● The records:
^^^^

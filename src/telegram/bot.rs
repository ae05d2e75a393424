//! Bot initialization
//!
//! This module contains:
//! - Command enum definition
//! - Bot instance creation
//! - Command list and profile texts shown in the Telegram UI

use reqwest::ClientBuilder;
use teloxide::prelude::*;
use teloxide::types::BotCommand;
use teloxide::utils::command::BotCommands;

use crate::core::config::{self, TelegramConfig};

const DESCRIPTION: &str = "Send me a YouTube link and I will post it as a tagged MP3 to the channel.";
const SHORT_DESCRIPTION: &str = "YouTube audio to your channel";

/// Bot commands enum with descriptions
#[derive(BotCommands, Clone, Debug, PartialEq, Eq)]
#[command(rename_rule = "lowercase", description = "These commands are supported:")]
pub enum Command {
    #[command(description = "Start the bot")]
    Start,
    #[command(description = "Get help information")]
    Help,
}

/// Creates a Bot instance from `telegram` with the long network timeout
///
/// # Returns
/// * `Ok(Bot)` - Successfully created bot instance
/// * `Err(anyhow::Error)` - Failed to build the HTTP client or parse `bot_api_url`
pub fn create_bot(telegram: &TelegramConfig) -> anyhow::Result<Bot> {
    let client = ClientBuilder::new().timeout(config::network::timeout()).build()?;
    let bot = Bot::with_client(&telegram.bot_token, client);

    // Local Bot API server, if configured
    let bot = match telegram.bot_api_url.as_deref() {
        Some(bot_api_url) => {
            log::info!("Using custom Bot API URL: {}", bot_api_url);
            let url = url::Url::parse(bot_api_url).map_err(|e| anyhow::anyhow!("Invalid BOT_API_URL: {}", e))?;
            bot.set_api_url(url)
        }
        None => bot,
    };

    Ok(bot)
}

/// Sets the command list plus the long and short bot descriptions
pub async fn setup_bot_profile(bot: &Bot) -> Result<(), teloxide::RequestError> {
    bot.set_my_commands(vec![
        BotCommand::new("start", "Start the bot"),
        BotCommand::new("help", "Get help information"),
    ])
    .await?;
    bot.set_my_description().description(DESCRIPTION).await?;
    bot.set_my_short_description()
        .short_description(SHORT_DESCRIPTION)
        .await?;

    Ok(())
}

^^^^

● Problem description: From the entries above, work out the number of lines containing the string "long" and give that number by itself.

● Task answer: 2